Visualizing microbial community dynamics and metabolic activity within soil microbiomes

Understanding the basic biology that underpins soil microbiome interactions is required to predict the metaphenomic response to environmental shifts. A significant knowledge gap remains in how such changes affect microbial community dynamics and their metabolic landscape at microbially relevant spatial scale. Using a custom-built Soil Box system, here we demonstrate changes in microbial community growth and composition in different soil environments, contingent upon access to reservoirs of nutrient sources. The Soil Box, designed to press functionalized-glass slides against the soil surface at different depths from the top soil surface, emulates the probing depth of a common soil core. This enables determining both the spatial organization of the microbial communities that form on the slides and their metabolites by using confocal microscopy in combination with matrix-assisted laser desorption ionization mass spectrometry imaging (MALDI-MSI). We found that increased adhesion of soil microbial biomass occurred on slides functionalized with chitin islands, with the seeding attachment event occurring as early as 2 h.
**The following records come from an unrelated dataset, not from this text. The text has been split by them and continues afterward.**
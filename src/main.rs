use std::process::ExitCode;

#[tokio::main(flavor = "current_thread")]
async fn main() -> ExitCode {
    // Playback runs on Rc-based state, so everything stays on this thread.
    let local = tokio::task::LocalSet::new();
    let result = local.run_until(patternflow::cli::run()).await;

    match result {
        Ok(()) => ExitCode::SUCCESS,
        Err(e) => {
            eprintln!("Error: {:?}", e);
            ExitCode::from(patternflow::errors::get_exit_code(&e))
        }
    }
}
The MALDI-MSI data showed a high abundance of bacterial-related lipid families on the chitin islands and low abundance on areas without chitin. Confocal microscopy measurements of these samples confirmed the increased growth of microbial biomass, and consumption of chitin during growth. The microbial growth and community dynamics were also sampled at different moisture regimes (i.e., 14%, 24%, and 34% of total soil weight). Fungal hyphal networks bridging different chitin islands over distances of 17 mm were observed only in the driest of conditions, indicating that such bridges may act as fungal highways during drought conditions. In all, through the use of multiple correlative imaging platforms, these results illustrate a system that provides unprecedented spatial information about interactions within soil microbial communities as a function of changing environments. We anticipate that this platform will be invaluable in probing specific intra- and inter-kingdom metabolic networks arising from a gradient of environmental stresses.